» Exercise prompt
For the records that follow, say how many lines have the word "Dedza" in them. Write the number and nothing more.

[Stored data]
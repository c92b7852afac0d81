use serde::{Deserialize, Serialize};

/// The 28 administrative districts of Malawi.
///
/// Sellers and products always carry one of these; the selection controls
/// can only produce members of this set.
#[derive(Debug, Clone, Copy, PartialEq, Eq, Serialize, Deserialize)]
pub enum District {
    Balaka,
    Blantyre,
    Chikwawa,
    Chiradzulu,
    Chitipa,
    Dedza,
    Dowa,
    Karonga,
    Kasungu,
    Likoma,
    Lilongwe,
    Machinga,
    Mangochi,
    Mchinji,
    Mulanje,
    Mwanza,
    Mzimba,
    Neno,
    #[serde(rename = "Nkhata Bay")]
    NkhataBay,
    Nkhotakota,
    Nsanje,
    Ntcheu,
    Ntchisi,
    Phalombe,
    Rumphi,
    Salima,
    Thyolo,
    Zomba,
}

impl District {
    pub const ALL: [District; 28] = [
        District::Balaka,
        District::Blantyre,
        District::Chikwawa,
        District::Chiradzulu,
        District::Chitipa,
        District::Dedza,
        District::Dowa,
        District::Karonga,
        District::Kasungu,
        District::Likoma,
        District::Lilongwe,
        District::Machinga,
        District::Mangochi,
        District::Mchinji,
        District::Mulanje,
        District::Mwanza,
        District::Mzimba,
        District::Neno,
        District::NkhataBay,
        District::Nkhotakota,
        District::Nsanje,
        District::Ntcheu,
        District::Ntchisi,
        District::Phalombe,
        District::Rumphi,
        District::Salima,
        District::Thyolo,
        District::Zomba,
    ];

    pub fn label(self) -> &'static str {
        match self {
            District::Balaka => "Balaka",
            District::Blantyre => "Blantyre",
            District::Chikwawa => "Chikwawa",
            District::Chiradzulu => "Chiradzulu",
            District::Chitipa => "Chitipa",
            District::Dedza => "Dedza",
            District::Dowa => "Dowa",
            District::Karonga => "Karonga",
            District::Kasungu => "Kasungu",
            District::Likoma => "Likoma",
            District::Lilongwe => "Lilongwe",
            District::Machinga => "Machinga",
            District::Mangochi => "Mangochi",
            District::Mchinji => "Mchinji",
            District::Mulanje => "Mulanje",
            District::Mwanza => "Mwanza",
            District::Mzimba => "Mzimba",
            District::Neno => "Neno",
            District::NkhataBay => "Nkhata Bay",
            District::Nkhotakota => "Nkhotakota",
            District::Nsanje => "Nsanje",
            District::Ntcheu => "Ntcheu",
            District::Ntchisi => "Ntchisi",
            District::Phalombe => "Phalombe",
            District::Rumphi => "Rumphi",
            District::Salima => "Salima",
            District::Thyolo => "Thyolo",
            District::Zomba => "Zomba",
        }
    }

    pub fn from_label(label: &str) -> Option<District> {
        District::ALL.iter().copied().find(|d| d.label() == label)
    }

    /// Index into `ALL`, used by the district picker controls.
    pub fn index(self) -> usize {
        District::ALL.iter().position(|d| *d == self).unwrap_or(0)
    }
}

impl std::fmt::Display for District {
    fn fmt(&self, f: &mut std::fmt::Formatter<'_>) -> std::fmt::Result {
        f.write_str(self.label())
    }
}

/// Declared account role. Advisory only: the client never checks that the
/// acting role matches the operation.
#[derive(Debug, Clone, Copy, PartialEq, Eq, Serialize, Deserialize)]
#[serde(rename_all = "lowercase")]
pub enum Role {
    Seller,
    Buyer,
}

impl Role {
    pub fn label(self) -> &'static str {
        match self {
            Role::Seller => "seller",
            Role::Buyer => "buyer",
        }
    }
}

/// How the buyer wants to receive the goods.
#[derive(Debug, Clone, Copy, PartialEq, Eq, Serialize, Deserialize)]
#[serde(rename_all = "lowercase")]
pub enum DeliveryMethod {
    Meet,
    Transfer,
    Delivery,
}

impl DeliveryMethod {
    pub fn label(self) -> &'static str {
        match self {
            DeliveryMethod::Meet => "Meet in person",
            DeliveryMethod::Transfer => "Via transaction",
            DeliveryMethod::Delivery => "Seller sends",
        }
    }

    /// Next method in display order, wrapping around.
    pub fn next(self) -> DeliveryMethod {
        match self {
            DeliveryMethod::Meet => DeliveryMethod::Transfer,
            DeliveryMethod::Transfer => DeliveryMethod::Delivery,
            DeliveryMethod::Delivery => DeliveryMethod::Meet,
        }
    }
}

impl Default for DeliveryMethod {
    fn default() -> Self {
        DeliveryMethod::Meet
    }
}

#[derive(Debug, Clone, Copy, PartialEq, Eq, Serialize, Deserialize)]
#[serde(rename_all = "lowercase")]
pub enum ProductStatus {
    Available,
}

impl ProductStatus {
    pub fn label(self) -> &'static str {
        match self {
            ProductStatus::Available => "available",
        }
    }
}

#[derive(Debug, Clone, Copy, PartialEq, Eq, Serialize, Deserialize)]
#[serde(rename_all = "lowercase")]
pub enum OrderStatus {
    Pending,
}

/// A listed product as the store reports it.
///
/// `price_mwk` and `status` may be absent in stored rows; display treats a
/// missing price as zero and a missing status as available.
#[derive(Debug, Clone, PartialEq, Serialize, Deserialize)]
pub struct Product {
    pub id: u64,
    pub title: String,
    #[serde(default)]
    pub price_mwk: Option<u64>,
    pub seller_name: String,
    pub district: District,
    #[serde(default)]
    pub status: Option<ProductStatus>,
}

impl Product {
    pub fn status(&self) -> ProductStatus {
        self.status.unwrap_or(ProductStatus::Available)
    }
}

/// A placed order. Immutable once created; status never leaves `pending`
/// in this system.
#[derive(Debug, Clone, PartialEq, Serialize, Deserialize)]
pub struct Order {
    pub id: u64,
    pub product_id: u64,
    pub buyer_name: String,
    pub method: DeliveryMethod,
    pub status: OrderStatus,
}

/// Profile metadata carried by the auth provider's user object.
#[derive(Debug, Clone, PartialEq, Serialize, Deserialize)]
pub struct UserProfile {
    pub email: String,
    pub name: String,
    pub role: Role,
    #[serde(default)]
    pub district: Option<District>,
}

impl UserProfile {
    /// Display name shown on products and orders; falls back to the email
    /// when the profile name is empty.
    pub fn display_name(&self) -> &str {
        if self.name.is_empty() {
            &self.email
        } else {
            &self.name
        }
    }
}

/// The live authenticated identity, mirrored locally from the provider.
#[derive(Debug, Clone, PartialEq, Serialize, Deserialize)]
pub struct Session {
    pub user: UserProfile,
}

/// Validated input for posting a product.
#[derive(Debug, Clone, PartialEq, Serialize, Deserialize)]
pub struct NewProduct {
    pub title: String,
    pub price_mwk: u64,
    pub seller_name: String,
    pub district: District,
}

/// Input for creating an account. The password goes to the auth provider
/// and is never mirrored locally.
#[derive(Debug, Clone, PartialEq)]
pub struct NewAccount {
    pub name: String,
    pub email: String,
    pub password: String,
    pub role: Role,
    pub district: Option<District>,
}

#[cfg(test)]
mod tests {
    use super::*;

    #[test]
    fn test_district_set_is_exhaustive() {
        assert_eq!(District::ALL.len(), 28);
        for (i, d) in District::ALL.iter().enumerate() {
            assert_eq!(District::from_label(d.label()), Some(*d));
            assert_eq!(d.index(), i);
        }
        assert_eq!(District::from_label("Harare"), None);
    }

    #[test]
    fn test_district_serde_uses_labels() {
        let json = serde_json::to_string(&District::NkhataBay).unwrap();
        assert_eq!(json, "\"Nkhata Bay\"");
        let back: District = serde_json::from_str(&json).unwrap();
        assert_eq!(back, District::NkhataBay);
    }

    #[test]
    fn test_delivery_method_cycle_wraps() {
        let m = DeliveryMethod::Meet;
        assert_eq!(m.next(), DeliveryMethod::Transfer);
        assert_eq!(m.next().next(), DeliveryMethod::Delivery);
        assert_eq!(m.next().next().next(), DeliveryMethod::Meet);
    }

    #[test]
    fn test_product_row_with_missing_price_and_status() {
        let json = r#"{"id":7,"title":"Basket","seller_name":"Chisomo","district":"Dedza"}"#;
        let p: Product = serde_json::from_str(json).unwrap();
        assert_eq!(p.price_mwk, None);
        assert_eq!(p.status(), ProductStatus::Available);
    }

    #[test]
    fn test_display_name_falls_back_to_email() {
        let user = UserProfile {
            email: "grace@example.mw".to_string(),
            name: String::new(),
            role: Role::Seller,
            district: Some(District::Zomba),
        };
        assert_eq!(user.display_name(), "grace@example.mw");
    }

    #[test]
    fn test_order_wire_format() {
        let order = Order {
            id: 1,
            product_id: 3,
            buyer_name: "Thoko".to_string(),
            method: DeliveryMethod::Transfer,
            status: OrderStatus::Pending,
        };
        let json = serde_json::to_string(&order).unwrap();
        assert!(json.contains("\"method\":\"transfer\""));
        assert!(json.contains("\"status\":\"pending\""));
    }
}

» Answer for the task
4